I am often asked who influences me the most, and I find it difficult to answer. Shapers like Bob McTavish, Midget Farrelly, MP, Geoff McCoy, MR, and Simon Anderson stand out to me, for the Shaper surfers they were. Whether they were first creating some innovations or not, they refined things and made them publicly desirable. Then also, I guess the guys I worked with at the start had an influence on me. People like Martin Wright (UK Champ), Billy Grant, Syd Wilmet, Nick Maz, NP senior, Zappa, Jim Banks and Nev.
I saw things like Munga Barry bring home boards from good shapers all over the world, and then Nev running over them with a ruler measuring them up and discussing how they work and didn’t work with Munga. I then saw him get his tools out and shape a bunch that afternoon inspired by what he saw. He would then hand shape team boards in 30 or 40 minutes putting new features and concepts in from those boards.
That inspired me to learn from others and refine things. I was given some reject blanks that were profiles along with machine shapes from shapers that were hot at the time. When I finished them off and glassed them, and they went terribly.

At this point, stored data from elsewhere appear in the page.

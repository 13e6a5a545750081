//! Home view - main application screen

use dioxus::prelude::*;

use crate::components::{CarouselView, NoteForm, NoteList, SignInPanel};
use crate::state::AppState;

/// Home view component - the memo book behind the sign-in gate.
#[component]
pub fn Home() -> Element {
    let mut state = use_context::<AppState>();
    let services_ready = (state.services)().is_some();
    let signed_in = (state.session)().is_some();

    let sign_out = move |_| {
        let Some(services) = (state.services)() else {
            return;
        };
        let Some(session) = (state.session)() else {
            return;
        };
        spawn(async move {
            if let Err(error) = services.auth().sign_out(&session.access_token).await {
                tracing::warn!("Sign-out failed: {error}");
            }
            state.session.set(None);
            state.synchronizer.set(None);
            state.notes.set(Vec::new());
        });
    };

    rsx! {
        div {
            class: "home-container",

            h1 { "Pokémon Memo Book" }

            if !services_ready {
                if let Some(message) = (state.auth_error)() {
                    p { class: "form-error", "{message}" }
                } else {
                    p { "Loading..." }
                }
            } else if !signed_in {
                SignInPanel {}
            } else {
                CarouselView {}
                hr {}
                NoteForm {}
                hr {}
                NoteList {}
                button {
                    class: "sign-out",
                    onclick: sign_out,
                    "Sign out"
                }
            }
        }
    }
}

So I learned pretty quick to build on my ideas and experiences. So about then after that first year of shaping, I decided to stop copying. I wanted to understand why and how it works, and I couldn’t do that if I just copied designs. I had to do my thing, Needing to understand the path of how I got to that shape, Why it worked and why it worked that way.

It wasn’t enough to have the perfect bottom curve. It was the sum of all parts that made a board work. From the outline to the rocker, the foil to the rail shape, bottom contours and correct fin placements that made it go well. My reputation grew as being experimental and of being “Diverse” I made all kinds of boards from twin fins, quads, guns, etc. tow-boards, wings, flyers, channels, etc. you name it I had a go at it.

Moving forward.
I started exporting boards to Japan. They loved the concave decks and my flyers I was doing then. That was the “stealth model” the variations to that shape are still big sellers for me today. Current examples are the “favourite” and the “Rough Diamond.” Today this style of board is a common shape, but then it was seen as weird stuff. I was diverse by name and diverse by nature.

All the shape experiments I was doing taught me so much, I would go way to extreme first and then I would see the big effect. What it did and then I would tone it down and bring it back, make it into something useful. Then using this and combining it with other features adding or losing something that I had until I was confident it worked and knew what it did. I made it a “feature with a purpose.”
Later as I progressed from handshapes to the bottom curve profiler and onwards to the computer shapes the changes I made were much smaller and more precise, having control to making refinement upon refinements helped me create magic happen a lot. To this day I still wake up with an idea, grab my laptop and design something immediately. I tend to revisit the computer a few more times before I cut it in on the CNC. I feel good, saving a blank from too extreme, and then putting a more thought out design into the water to test.